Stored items

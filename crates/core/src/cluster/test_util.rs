use {
    super::*,
    std::collections::BTreeSet,
};

pub const ZONE: &str = "zone";

/// Cluster-manager-eligible data node `{zone}-node{idx}` in the zone.
pub fn zoned_node(zone: &str, idx: usize) -> Node {
    Node::new(format!("{zone}-node{idx}"), Roles::CLUSTER_MANAGER | Roles::DATA)
        .with_attribute(ZONE, zone)
}

/// Cluster of `count` nodes per zone, every node voting. The lowest id node
/// is the manager.
pub fn zoned_cluster(zones: &[(&str, usize)]) -> ClusterState {
    cluster_of(
        zones
            .iter()
            .flat_map(|(zone, count)| (0..*count).map(move |idx| zoned_node(zone, idx))),
    )
}

pub fn cluster_of(nodes: impl IntoIterator<Item = Node>) -> ClusterState {
    let nodes = Nodes::new(nodes);
    let voters = nodes
        .cluster_manager_eligible()
        .map(|n| n.id().clone())
        .collect::<Vec<_>>();
    let nodes = match voters.first() {
        Some(id) => nodes.with_manager(id.clone()),
        None => nodes,
    };

    ClusterState::new(nodes, CoordinationMetadata::new(VotingConfiguration::new(voters)))
}

pub fn with_manager(state: &ClusterState, id: &str) -> ClusterState {
    let mut builder = state.to_builder();
    builder.nodes_mut().set_manager(Some(id.into()));
    builder.build()
}

pub fn with_nodes(state: &ClusterState, nodes: impl IntoIterator<Item = Node>) -> ClusterState {
    let mut builder = state.to_builder();
    for node in nodes {
        builder.nodes_mut().insert(node);
    }
    builder.build()
}

pub fn ids_in_zone(state: &ClusterState, zone: &str) -> BTreeSet<NodeId> {
    state
        .nodes()
        .with_attribute(ZONE, zone)
        .map(|n| n.id().clone())
        .collect()
}

/// Number of copies per state.
pub fn count(state: &ClusterState, shard_state: ShardState) -> usize {
    state.routing_table().copies_with_state(shard_state).count()
}
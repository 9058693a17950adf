//! Process-level feature switches, read from the environment at the moment
//! the guarded action runs.

/// Disables forced removal of decommissioned nodes.
pub const AWARENESS_ATTRIBUTE_DECOMMISSION: KillSwitch =
    KillSwitch::new("ZONAL_FEATURE_SWITCH_AWARENESS_ATTRIBUTE_DECOMMISSION_DISABLED");

#[derive(Clone, Copy, Debug, PartialEq, Eq)]
pub struct KillSwitch {
    name: &'static str,
}

impl KillSwitch {
    pub const fn new(name: &'static str) -> Self {
        Self { name }
    }

    pub fn name(&self) -> &'static str {
        self.name
    }

    /// Whether the guarded feature is disabled. Only a case-insensitive
    /// `"true"` engages the switch.
    pub fn is_engaged(&self) -> bool {
        std::env::var(self.name).is_ok_and(|v| v.eq_ignore_ascii_case("true"))
    }
}
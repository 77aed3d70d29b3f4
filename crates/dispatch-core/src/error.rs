//! Error types for the dispatch core.

/// Result type alias used throughout the dispatch core.
pub type Result<T> = std::result::Result<T, Error>;

/// Failure modes of the request-dispatch pipeline.
///
/// Every variant here corresponds to one of the error classes in the dispatch
/// design: the core never lets these escape as a transport failure to its
/// caller, it always maps them to a structured envelope at the HTTP boundary.
#[derive(Debug, thiserror::Error)]
pub enum Error {
    /// The project is configured with `mode = disabled`.
    #[error("project disabled: {message}")]
    Disabled {
        /// Human-readable detail.
        message: String,
    },

    /// Invalid project mode, or a proxy/forwarder mode with no target configured.
    #[error("dispatch error: {message}")]
    Dispatch {
        /// Human-readable detail.
        message: String,
    },

    /// A request carrying a loop-detection header reached the forwarder.
    #[error("proxy loop detected: {message}")]
    LoopDetected {
        /// Human-readable detail.
        message: String,
    },

    /// The upstream target URL, request, or response could not be built/read.
    #[error("proxy error: {message}")]
    Proxy {
        /// Human-readable detail.
        message: String,
    },

    /// Configuration could not be parsed or loaded.
    #[error("configuration error: {message}")]
    Config {
        /// Human-readable detail.
        message: String,
    },

    /// Underlying I/O failure.
    #[error("IO error: {0}")]
    Io(#[from] std::io::Error),

    /// Underlying JSON (de)serialization failure.
    #[error("JSON error: {0}")]
    Json(#[from] serde_json::Error),

    /// Underlying HTTP client failure.
    #[error("HTTP error: {0}")]
    Http(#[from] reqwest::Error),

    /// Underlying URL parse failure.
    #[error("URL parse error: {0}")]
    UrlParse(#[from] url::ParseError),

    /// Catch-all for conditions that don't warrant a dedicated variant.
    #[error("error: {0}")]
    Generic(String),
}

impl From<String> for Error {
    fn from(message: String) -> Self {
        Self::Generic(message)
    }
}

impl Error {
    /// Build a [`Error::Disabled`].
    pub fn disabled<S: Into<String>>(message: S) -> Self {
        Self::Disabled { message: message.into() }
    }

    /// Build a [`Error::Dispatch`].
    pub fn dispatch<S: Into<String>>(message: S) -> Self {
        Self::Dispatch { message: message.into() }
    }

    /// Build a [`Error::LoopDetected`].
    pub fn loop_detected<S: Into<String>>(message: S) -> Self {
        Self::LoopDetected { message: message.into() }
    }

    /// Build a [`Error::Proxy`].
    pub fn proxy<S: Into<String>>(message: S) -> Self {
        Self::Proxy { message: message.into() }
    }

    /// Build a [`Error::Config`].
    pub fn config<S: Into<String>>(message: S) -> Self {
        Self::Config { message: message.into() }
    }

    /// Build a [`Error::Generic`].
    pub fn generic<S: Into<String>>(message: S) -> Self {
        Self::Generic(message.into())
    }
}
//! Upstream Forwarder: builds, issues, and returns a response from an
//! upstream target, with loop detection and body/header fidelity.

use crate::error::{Error, Result};
use crate::headers::{BEO_ECHO_LATENCY_MS, BEO_ECHO_LOOP_DETECT, LOOP_HEADER_PREFIX};
use crate::request::DispatchRequest;
use std::time::Instant;

/// A response received from an upstream target.
#[derive(Debug, Clone)]
pub struct ForwardedResponse {
    /// Upstream HTTP status code.
    pub status: u16,
    /// Upstream response headers, in the order received.
    pub headers: Vec<(String, String)>,
    /// Upstream response body, copied verbatim.
    pub body: Vec<u8>,
    /// Wall-clock latency of the upstream call, in milliseconds.
    pub latency_ms: u64,
}

/// Build a `reqwest::Client` suitable for upstream forwarding.
///
/// Disables TLS certificate verification and caps a single attempt at 30
/// seconds. This is a deliberate, security-relevant default: the service is
/// a testing tool that often targets staging hosts with self-signed or
/// otherwise invalid certificates. Deployments that need strict TLS
/// validation must front this service with a verifying proxy.
pub fn build_client() -> Result<reqwest::Client> {
    reqwest::Client::builder()
        .danger_accept_invalid_certs(true)
        .timeout(std::time::Duration::from_secs(30))
        .build()
        .map_err(Error::from)
}

/// Forward `request` to `base_url` + `sub_path`, returning the upstream
/// response.
///
/// Performs loop detection before doing anything else: any inbound header
/// whose name starts (case-insensitively) with `beo-echo` causes an
/// immediate [`Error::LoopDetected`]. Callers that already checked this at a
/// mode-branch entry point should still call through here — the duplicate
/// check is defense-in-depth against code paths that skip the outer check.
pub async fn forward(
    client: &reqwest::Client,
    base_url: &str,
    method: &str,
    sub_path: &str,
    raw_query: Option<&str>,
    request: &DispatchRequest,
) -> Result<ForwardedResponse> {
    if request.has_header_prefixed(LOOP_HEADER_PREFIX) {
        return Err(Error::loop_detected("request contains beo-echo header"));
    }

    let base = url::Url::parse(base_url).map_err(Error::from)?;
    let outgoing_path = join_paths(base.path(), sub_path);

    let mut outgoing_url = base.clone();
    outgoing_url.set_path(&outgoing_path);
    outgoing_url.set_query(raw_query);

    let reqwest_method = reqwest::Method::from_bytes(method.as_bytes())
        .map_err(|e| Error::proxy(format!("failed to build outgoing request: {e}")))?;

    let host_header = match base.port() {
        Some(port) => format!("{}:{port}", base.host_str().unwrap_or_default()),
        None => base.host_str().unwrap_or_default().to_string(),
    };

    let mut builder = client.request(reqwest_method, outgoing_url);
    for (name, value) in request.headers.iter() {
        if name.as_str().eq_ignore_ascii_case("referer") {
            continue;
        }
        if let Ok(value_str) = value.to_str() {
            builder = builder.header(name.as_str(), value_str);
        }
    }
    builder = builder.header("Host", host_header);
    builder = builder.header(BEO_ECHO_LOOP_DETECT, "true");
    builder = builder.body(request.body.clone());

    let outgoing = builder
        .build()
        .map_err(|e| Error::proxy(format!("failed to build outgoing request: {e}")))?;

    let start = Instant::now();
    let response = client
        .execute(outgoing)
        .await
        .map_err(|e| Error::proxy(format!("upstream transport error: {e}")))?;
    let latency_ms = start.elapsed().as_millis() as u64;

    let status = response.status().as_u16();
    let mut headers: Vec<(String, String)> = response
        .headers()
        .iter()
        .filter_map(|(name, value)| {
            value.to_str().ok().map(|v| (name.as_str().to_string(), v.to_string()))
        })
        .collect();

    let body = response
        .bytes()
        .await
        .map_err(|e| Error::proxy(format!("failed to read upstream response body: {e}")))?
        .to_vec();

    headers.push((BEO_ECHO_LATENCY_MS.to_string(), latency_ms.to_string()));

    Ok(ForwardedResponse { status, headers, body, latency_ms })
}

/// Join a base path and a sub-path with a single separator, POSIX-join
/// style: no `..` resolution beyond what the stdlib/url crate already does
/// when the URL is later parsed.
fn join_paths(base: &str, sub: &str) -> String {
    let base = base.trim_end_matches('/');
    let sub = sub.trim_start_matches('/');
    match (base.is_empty(), sub.is_empty()) {
        (true, true) => "/".to_string(),
        (true, false) => format!("/{sub}"),
        (false, true) => base.to_string(),
        (false, false) => format!("{base}/{sub}"),
    }
}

» **Task to complete**
Reproduce the entries above exactly, but only the lines between the line holding "#[derive(Clone, Copy, Debug, PartialEq, Eq)]" and the line holding "pub type Result<T>", inclusive.

» **The completed task**
#[derive(Clone, Copy, Debug, PartialEq, Eq)]
pub struct KillSwitch {
    name: &'static str,
}

impl KillSwitch {
    pub const fn new(name: &'static str) -> Self {
        Self { name }
    }

    pub fn name(&self) -> &'static str {
        self.name
    }

    /// Whether the guarded feature is disabled. Only a case-insensitive
    /// `"true"` engages the switch.
    pub fn is_engaged(&self) -> bool {
        std::env::var(self.name).is_ok_and(|v| v.eq_ignore_ascii_case("true"))
    }
}
repository 77aed3d70d29b3f4
filename crates/dispatch-core/src/error.rs
//! Error types for the dispatch core.

/// Result type alias used throughout the dispatch core.
pub type Result<T> = std::result::Result<T, Error>;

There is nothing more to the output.